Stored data
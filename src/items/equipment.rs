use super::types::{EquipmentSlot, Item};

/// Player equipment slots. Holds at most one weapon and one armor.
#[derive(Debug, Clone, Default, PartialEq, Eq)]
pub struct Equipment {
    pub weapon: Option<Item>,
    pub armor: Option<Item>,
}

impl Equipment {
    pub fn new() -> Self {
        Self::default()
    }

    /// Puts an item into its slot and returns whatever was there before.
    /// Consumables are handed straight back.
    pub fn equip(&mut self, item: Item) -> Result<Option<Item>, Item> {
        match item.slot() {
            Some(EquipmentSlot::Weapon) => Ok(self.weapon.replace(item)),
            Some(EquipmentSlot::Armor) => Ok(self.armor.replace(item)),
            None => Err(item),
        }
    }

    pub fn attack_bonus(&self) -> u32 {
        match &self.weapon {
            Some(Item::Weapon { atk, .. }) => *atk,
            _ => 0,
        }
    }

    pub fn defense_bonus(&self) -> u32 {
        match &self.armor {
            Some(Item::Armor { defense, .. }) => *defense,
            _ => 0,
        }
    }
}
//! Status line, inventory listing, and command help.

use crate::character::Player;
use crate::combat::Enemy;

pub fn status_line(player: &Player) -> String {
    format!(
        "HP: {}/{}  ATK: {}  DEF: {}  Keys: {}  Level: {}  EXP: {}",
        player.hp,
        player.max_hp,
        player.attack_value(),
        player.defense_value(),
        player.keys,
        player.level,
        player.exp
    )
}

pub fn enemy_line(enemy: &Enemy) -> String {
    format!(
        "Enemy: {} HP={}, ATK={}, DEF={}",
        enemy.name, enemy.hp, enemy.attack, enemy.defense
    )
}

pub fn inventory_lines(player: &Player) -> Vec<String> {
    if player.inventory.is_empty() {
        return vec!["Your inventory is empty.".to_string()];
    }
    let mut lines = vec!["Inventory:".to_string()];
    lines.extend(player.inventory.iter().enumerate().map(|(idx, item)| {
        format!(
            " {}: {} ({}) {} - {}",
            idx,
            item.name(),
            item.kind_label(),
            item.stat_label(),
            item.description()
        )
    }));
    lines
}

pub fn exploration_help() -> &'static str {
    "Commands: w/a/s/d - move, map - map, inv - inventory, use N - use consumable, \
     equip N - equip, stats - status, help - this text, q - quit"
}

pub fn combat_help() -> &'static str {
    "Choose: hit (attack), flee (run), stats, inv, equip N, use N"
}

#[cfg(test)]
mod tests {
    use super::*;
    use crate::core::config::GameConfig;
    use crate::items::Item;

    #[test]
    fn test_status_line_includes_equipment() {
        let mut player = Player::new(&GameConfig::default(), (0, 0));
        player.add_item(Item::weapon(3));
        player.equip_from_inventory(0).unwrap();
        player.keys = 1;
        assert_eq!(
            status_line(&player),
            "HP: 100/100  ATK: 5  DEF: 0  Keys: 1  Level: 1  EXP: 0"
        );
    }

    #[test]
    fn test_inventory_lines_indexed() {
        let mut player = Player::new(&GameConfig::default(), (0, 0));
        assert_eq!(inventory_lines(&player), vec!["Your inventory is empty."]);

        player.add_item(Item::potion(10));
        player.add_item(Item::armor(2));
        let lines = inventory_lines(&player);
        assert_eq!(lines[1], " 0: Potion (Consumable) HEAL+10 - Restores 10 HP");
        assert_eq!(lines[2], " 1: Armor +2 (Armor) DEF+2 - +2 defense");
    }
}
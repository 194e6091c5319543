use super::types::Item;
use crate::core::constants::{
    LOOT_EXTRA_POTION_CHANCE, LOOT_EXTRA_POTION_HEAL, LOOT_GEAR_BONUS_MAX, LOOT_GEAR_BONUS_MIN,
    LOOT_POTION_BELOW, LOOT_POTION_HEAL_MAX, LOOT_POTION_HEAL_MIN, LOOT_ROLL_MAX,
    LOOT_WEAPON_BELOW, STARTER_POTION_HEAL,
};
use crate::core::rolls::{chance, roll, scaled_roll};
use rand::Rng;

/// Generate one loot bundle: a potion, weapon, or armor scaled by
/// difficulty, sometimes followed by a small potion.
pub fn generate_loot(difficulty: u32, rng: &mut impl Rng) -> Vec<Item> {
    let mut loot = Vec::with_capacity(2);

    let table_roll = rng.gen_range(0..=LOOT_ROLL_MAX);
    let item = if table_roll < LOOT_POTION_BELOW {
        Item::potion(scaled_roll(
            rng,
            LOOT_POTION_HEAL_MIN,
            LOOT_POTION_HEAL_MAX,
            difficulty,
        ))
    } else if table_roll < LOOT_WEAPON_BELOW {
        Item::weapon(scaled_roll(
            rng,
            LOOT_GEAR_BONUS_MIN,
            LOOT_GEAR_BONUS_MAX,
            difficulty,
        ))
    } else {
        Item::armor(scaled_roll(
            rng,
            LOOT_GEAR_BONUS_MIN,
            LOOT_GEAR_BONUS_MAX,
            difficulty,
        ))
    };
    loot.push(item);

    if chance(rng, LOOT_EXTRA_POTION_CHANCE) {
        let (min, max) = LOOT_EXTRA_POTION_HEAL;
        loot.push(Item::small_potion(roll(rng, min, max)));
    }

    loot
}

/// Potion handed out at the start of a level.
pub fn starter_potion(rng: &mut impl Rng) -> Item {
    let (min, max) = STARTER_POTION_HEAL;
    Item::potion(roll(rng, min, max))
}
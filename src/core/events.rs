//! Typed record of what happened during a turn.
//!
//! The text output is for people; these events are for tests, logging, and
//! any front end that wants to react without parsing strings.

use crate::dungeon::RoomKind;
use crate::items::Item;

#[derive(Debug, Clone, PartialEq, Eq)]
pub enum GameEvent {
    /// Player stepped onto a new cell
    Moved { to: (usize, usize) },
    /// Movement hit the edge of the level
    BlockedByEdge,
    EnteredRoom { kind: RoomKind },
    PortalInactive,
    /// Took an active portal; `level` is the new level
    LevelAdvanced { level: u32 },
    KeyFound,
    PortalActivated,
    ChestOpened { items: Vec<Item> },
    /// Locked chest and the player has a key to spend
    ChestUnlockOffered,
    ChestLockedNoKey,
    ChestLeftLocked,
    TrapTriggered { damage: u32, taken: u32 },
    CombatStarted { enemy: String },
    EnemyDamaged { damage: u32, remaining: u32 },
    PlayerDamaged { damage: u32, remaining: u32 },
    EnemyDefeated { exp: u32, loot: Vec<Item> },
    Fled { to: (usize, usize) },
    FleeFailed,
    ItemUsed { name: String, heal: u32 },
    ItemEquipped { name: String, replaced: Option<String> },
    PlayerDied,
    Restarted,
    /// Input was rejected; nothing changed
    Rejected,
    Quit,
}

## Work required
Transcribe every entry exactly, omitting nothing.

## Solution
filename src/items/equipment.rs
use super::types::{EquipmentSlot, Item};

/// Player equipment slots. Holds at most one weapon and one armor.
#[derive(Debug, Clone, Default, PartialEq, Eq)]
pub struct Equipment {
    pub weapon: Option<Item>,
    pub armor: Option<Item>,
}

impl Equipment {
    pub fn new() -> Self {
        Self::default()
    }

    /// Puts an item into its slot and returns whatever was there before.
    /// Consumables are handed straight back.
    pub fn equip(&mut self, item: Item) -> Result<Option<Item>, Item> {
        match item.slot() {
            Some(EquipmentSlot::Weapon) => Ok(self.weapon.replace(item)),
            Some(EquipmentSlot::Armor) => Ok(self.armor.replace(item)),
            None => Err(item),
        }
    }

    pub fn attack_bonus(&self) -> u32 {
        match &self.weapon {
            Some(Item::Weapon { atk, .. }) => *atk,
            _ => 0,
        }
    }

    pub fn defense_bonus(&self) -> u32 {
        match &self.armor {
            Some(Item::Armor { defense, .. }) => *defense,
            _ => 0,
        }
    }
}
//! Status line, inventory listing, and command help.

use crate::character::Player;
use crate::combat::Enemy;

pub fn status_line(player: &Player) -> String {
    format!(
        "HP: {}/{}  ATK: {}  DEF: {}  Keys: {}  Level: {}  EXP: {}",
        player.hp,
        player.max_hp,
        player.attack_value(),
        player.defense_value(),
        player.keys,
        player.level,
        player.exp
    )
}

pub fn enemy_line(enemy: &Enemy) -> String {
    format!(
        "Enemy: {} HP={}, ATK={}, DEF={}",
        enemy.name, enemy.hp, enemy.attack, enemy.defense
    )
}

pub fn inventory_lines(player: &Player) -> Vec<String> {
    if player.inventory.is_empty() {
        return vec!["Your inventory is empty.".to_string()];
    }
    let mut lines = vec!["Inventory:".to_string()];
    lines.extend(player.inventory.iter().enumerate().map(|(idx, item)| {
        format!(
            " {}: {} ({}) {} - {}",
            idx,
            item.name(),
            item.kind_label(),
            item.stat_label(),
            item.description()
        )
    }));
    lines
}

pub fn exploration_help() -> &'static str {
    "Commands: w/a/s/d - move, map - map, inv - inventory, use N - use consumable, \
     equip N - equip, stats - status, help - this text, q - quit"
}

pub fn combat_help() -> &'static str {
    "Choose: hit (attack), flee (run), stats, inv, equip N, use N"
}

#[cfg(test)]
mod tests {
    use super::*;
    use crate::core::config::GameConfig;
    use crate::items::Item;

    #[test]
    fn test_status_line_includes_equipment() {
        let mut player = Player::new(&GameConfig::default(), (0, 0));
        player.add_item(Item::weapon(3));
        player.equip_from_inventory(0).unwrap();
        player.keys = 1;
        assert_eq!(
            status_line(&player),
            "HP: 100/100  ATK: 5  DEF: 0  Keys: 1  Level: 1  EXP: 0"
        );
    }

    #[test]
    fn test_inventory_lines_indexed() {
        let mut player = Player::new(&GameConfig::default(), (0, 0));
        assert_eq!(inventory_lines(&player), vec!["Your inventory is empty."]);

        player.add_item(Item::potion(10));
        player.add_item(Item::armor(2));
        let lines = inventory_lines(&player);
        assert_eq!(lines[1], " 0: Potion (Consumable) HEAL+10 - Restores 10 HP");
        assert_eq!(lines[2], " 1: Armor +2 (Armor) DEF+2 - +2 defense");
    }
}
repository 194e6091c5319543
use super::types::Item;
use crate::core::constants::{
    LOOT_EXTRA_POTION_CHANCE, LOOT_EXTRA_POTION_HEAL, LOOT_GEAR_BONUS_MAX, LOOT_GEAR_BONUS_MIN,
    LOOT_POTION_BELOW, LOOT_POTION_HEAL_MAX, LOOT_POTION_HEAL_MIN, LOOT_ROLL_MAX,
    LOOT_WEAPON_BELOW, STARTER_POTION_HEAL,
};
use crate::core::rolls::{chance, roll, scaled_roll};
use rand::Rng;

/// Generate one loot bundle: a potion, weapon, or armor scaled by
/// difficulty, sometimes followed by a small potion.
pub fn generate_loot(difficulty: u32, rng: &mut impl Rng) -> Vec<Item> {
    let mut loot = Vec::with_capacity(2);

    let table_roll = rng.gen_range(0..=LOOT_ROLL_MAX);
    let item = if table_roll < LOOT_POTION_BELOW {
        Item::potion(scaled_roll(
            rng,
            LOOT_POTION_HEAL_MIN,
            LOOT_POTION_HEAL_MAX,
            difficulty,
        ))
    } else if table_roll < LOOT_WEAPON_BELOW {
        Item::weapon(scaled_roll(
            rng,
            LOOT_GEAR_BONUS_MIN,
            LOOT_GEAR_BONUS_MAX,
            difficulty,
        ))
    } else {
        Item::armor(scaled_roll(
            rng,
            LOOT_GEAR_BONUS_MIN,
            LOOT_GEAR_BONUS_MAX,
            difficulty,
        ))
    };
    loot.push(item);

    if chance(rng, LOOT_EXTRA_POTION_CHANCE) {
        let (min, max) = LOOT_EXTRA_POTION_HEAL;
        loot.push(Item::small_potion(roll(rng, min, max)));
    }

    loot
}

/// Potion handed out at the start of a level.
pub fn starter_potion(rng: &mut impl Rng) -> Item {
    let (min, max) = STARTER_POTION_HEAL;
    Item::potion(roll(rng, min, max))
}
filename src/core/events.rs
//! Typed record of what happened during a turn.
//!
//! The text output is for people; these events are for tests, logging, and
//! any front end that wants to react without parsing strings.

use crate::dungeon::RoomKind;
use crate::items::Item;

#[derive(Debug, Clone, PartialEq, Eq)]
pub enum GameEvent {
    /// Player stepped onto a new cell
    Moved { to: (usize, usize) },
    /// Movement hit the edge of the level
    BlockedByEdge,
    EnteredRoom { kind: RoomKind },
    PortalInactive,
    /// Took an active portal; `level` is the new level
    LevelAdvanced { level: u32 },
    KeyFound,
    PortalActivated,
    ChestOpened { items: Vec<Item> },
    /// Locked chest and the player has a key to spend
    ChestUnlockOffered,
    ChestLockedNoKey,
    ChestLeftLocked,
    TrapTriggered { damage: u32, taken: u32 },
    CombatStarted { enemy: String },
    EnemyDamaged { damage: u32, remaining: u32 },
    PlayerDamaged { damage: u32, remaining: u32 },
    EnemyDefeated { exp: u32, loot: Vec<Item> },
    Fled { to: (usize, usize) },
    FleeFailed,
    ItemUsed { name: String, heal: u32 },
    ItemEquipped { name: String, replaced: Option<String> },
    PlayerDied,
    Restarted,
    /// Input was rejected; nothing changed
    Rejected,
    Quit,
}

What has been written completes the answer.